→ **RECORDED DATA**:
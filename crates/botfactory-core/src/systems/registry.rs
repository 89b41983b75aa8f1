//! Machine registry - the shared set of machines every agent reads and mutates

use serde::{Deserialize, Serialize};

use crate::components::{Machine, MachineEvent, MachineEventKind, MachineId, Vec2};

/// One machine and where it stands
#[derive(Debug, Clone, Serialize, Deserialize)]
pub struct MachineSlot {
    pub position: Vec2,
    pub machine: Machine,
}

/// Insertion-ordered machine storage (stored in engine).
///
/// Iteration order is always id order, which is what makes nearest-target
/// ties deterministic. Removed slots are never reused, so a stale
/// [`MachineId`] can only ever miss, never alias another machine.
#[derive(Debug, Clone, Default)]
pub struct MachineRegistry {
    slots: Vec<Option<MachineSlot>>,
    pending_events: Vec<MachineEvent>,
}

impl MachineRegistry {
    pub fn new() -> Self {
        Self::default()
    }

    /// Add a machine and return its handle
    pub fn spawn(&mut self, position: Vec2, machine: Machine) -> MachineId {
        let id = MachineId(self.slots.len() as u32);
        self.slots.push(Some(MachineSlot { position, machine }));
        id
    }

    /// Take a machine off the floor. Agents still targeting it fall back on their next tick.
    pub fn remove(&mut self, id: MachineId) -> Option<Machine> {
        self.slots
            .get_mut(id.0 as usize)
            .and_then(Option::take)
            .map(|slot| slot.machine)
    }

    pub fn contains(&self, id: MachineId) -> bool {
        self.slot(id).is_some()
    }

    pub fn get(&self, id: MachineId) -> Option<&Machine> {
        self.slot(id).map(|slot| &slot.machine)
    }

    pub fn position(&self, id: MachineId) -> Option<Vec2> {
        self.slot(id).map(|slot| slot.position)
    }

    fn slot(&self, id: MachineId) -> Option<&MachineSlot> {
        self.slots.get(id.0 as usize).and_then(Option::as_ref)
    }

    /// All live machines in id order
    pub fn iter(&self) -> impl Iterator<Item = (MachineId, &MachineSlot)> {
        self.slots
            .iter()
            .enumerate()
            .filter_map(|(idx, slot)| slot.as_ref().map(|s| (MachineId(idx as u32), s)))
    }

    /// Apply repair work to a machine. Returns `None` when the handle is stale.
    pub fn repair(&mut self, id: MachineId, amount: f32) -> Option<&Machine> {
        let slot = self.slots.get_mut(id.0 as usize)?.as_mut()?;
        if let Some(kind) = slot.machine.repair(amount) {
            log::info!("{} is now fixed", id);
            self.pending_events.push(MachineEvent { machine: id, kind });
        }
        Some(&slot.machine)
    }

    /// Damage a machine. Returns `None` when the handle is stale.
    pub fn damage(&mut self, id: MachineId) -> Option<&Machine> {
        let slot = self.slots.get_mut(id.0 as usize)?.as_mut()?;
        if let Some(kind) = slot.machine.damage() {
            log::info!("{} was damaged by a drone", id);
            self.pending_events.push(MachineEvent { machine: id, kind });
        }
        Some(&slot.machine)
    }

    /// Is any machine within `radius` of `point`?
    pub fn any_within(&self, point: Vec2, radius: f32) -> bool {
        let radius_sq = radius * radius;
        self.iter()
            .any(|(_, slot)| slot.position.distance_squared(&point) <= radius_sq)
    }

    /// Take every event emitted since the last drain
    pub fn drain_events(&mut self) -> Vec<MachineEvent> {
        std::mem::take(&mut self.pending_events)
    }

    pub fn len(&self) -> usize {
        self.iter().count()
    }

    pub fn is_empty(&self) -> bool {
        self.len() == 0
    }

    pub fn damaged_count(&self) -> usize {
        self.iter().filter(|(_, s)| s.machine.is_damaged()).count()
    }

    pub fn fixed_count(&self) -> usize {
        self.iter().filter(|(_, s)| s.machine.is_fixed()).count()
    }

    /// Count pending events of one kind without draining them
    pub fn pending_count(&self, kind: MachineEventKind) -> usize {
        self.pending_events.iter().filter(|e| e.kind == kind).count()
    }

    /// Drop every machine and pending event (session restart)
    pub fn clear(&mut self) {
        self.slots.clear();
        self.pending_events.clear();
    }
}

→ **WHAT TO DO**: Could you copy out all of the records above exactly?

→ **TASK SOLUTION**:
filename crates/botfactory-core/src/systems/registry.rs
repository 89b41983b75aa8f1
//! Machine registry - the shared set of machines every agent reads and mutates

use serde::{Deserialize, Serialize};

use crate::components::{Machine, MachineEvent, MachineEventKind, MachineId, Vec2};

/// One machine and where it stands
#[derive(Debug, Clone, Serialize, Deserialize)]
pub struct MachineSlot {
    pub position: Vec2,
    pub machine: Machine,
}

/// Insertion-ordered machine storage (stored in engine).
///
/// Iteration order is always id order, which is what makes nearest-target
/// ties deterministic. Removed slots are never reused, so a stale
/// [`MachineId`] can only ever miss, never alias another machine.
#[derive(Debug, Clone, Default)]
pub struct MachineRegistry {
    slots: Vec<Option<MachineSlot>>,
    pending_events: Vec<MachineEvent>,
}

impl MachineRegistry {
    pub fn new() -> Self {
        Self::default()
    }

    /// Add a machine and return its handle
    pub fn spawn(&mut self, position: Vec2, machine: Machine) -> MachineId {
        let id = MachineId(self.slots.len() as u32);
        self.slots.push(Some(MachineSlot { position, machine }));
        id
    }

    /// Take a machine off the floor. Agents still targeting it fall back on their next tick.
    pub fn remove(&mut self, id: MachineId) -> Option<Machine> {
        self.slots
            .get_mut(id.0 as usize)
            .and_then(Option::take)
            .map(|slot| slot.machine)
    }

    pub fn contains(&self, id: MachineId) -> bool {
        self.slot(id).is_some()
    }

    pub fn get(&self, id: MachineId) -> Option<&Machine> {
        self.slot(id).map(|slot| &slot.machine)
    }

    pub fn position(&self, id: MachineId) -> Option<Vec2> {
        self.slot(id).map(|slot| slot.position)
    }

    fn slot(&self, id: MachineId) -> Option<&MachineSlot> {
        self.slots.get(id.0 as usize).and_then(Option::as_ref)
    }

    /// All live machines in id order
    pub fn iter(&self) -> impl Iterator<Item = (MachineId, &MachineSlot)> {
        self.slots
            .iter()
            .enumerate()
            .filter_map(|(idx, slot)| slot.as_ref().map(|s| (MachineId(idx as u32), s)))
    }

    /// Apply repair work to a machine. Returns `None` when the handle is stale.
    pub fn repair(&mut self, id: MachineId, amount: f32) -> Option<&Machine> {
        let slot = self.slots.get_mut(id.0 as usize)?.as_mut()?;
        if let Some(kind) = slot.machine.repair(amount) {
            log::info!("{} is now fixed", id);
            self.pending_events.push(MachineEvent { machine: id, kind });
        }
        Some(&slot.machine)
    }

    /// Damage a machine. Returns `None` when the handle is stale.
    pub fn damage(&mut self, id: MachineId) -> Option<&Machine> {
        let slot = self.slots.get_mut(id.0 as usize)?.as_mut()?;
        if let Some(kind) = slot.machine.damage() {
            log::info!("{} was damaged by a drone", id);
            self.pending_events.push(MachineEvent { machine: id, kind });
        }
        Some(&slot.machine)
    }

    /// Is any machine within `radius` of `point`?
    pub fn any_within(&self, point: Vec2, radius: f32) -> bool {
        let radius_sq = radius * radius;
        self.iter()
            .any(|(_, slot)| slot.position.distance_squared(&point) <= radius_sq)
    }

    /// Take every event emitted since the last drain
    pub fn drain_events(&mut self) -> Vec<MachineEvent> {
        std::mem::take(&mut self.pending_events)
    }

    pub fn len(&self) -> usize {
        self.iter().count()
    }

    pub fn is_empty(&self) -> bool {
        self.len() == 0
    }

    pub fn damaged_count(&self) -> usize {
        self.iter().filter(|(_, s)| s.machine.is_damaged()).count()
    }

    pub fn fixed_count(&self) -> usize {
        self.iter().filter(|(_, s)| s.machine.is_fixed()).count()
    }

    /// Count pending events of one kind without draining them
    pub fn pending_count(&self, kind: MachineEventKind) -> usize {
        self.pending_events.iter().filter(|e| e.kind == kind).count()
    }

    /// Drop every machine and pending event (session restart)
    pub fn clear(&mut self) {
        self.slots.clear();
        self.pending_events.clear();
    }
}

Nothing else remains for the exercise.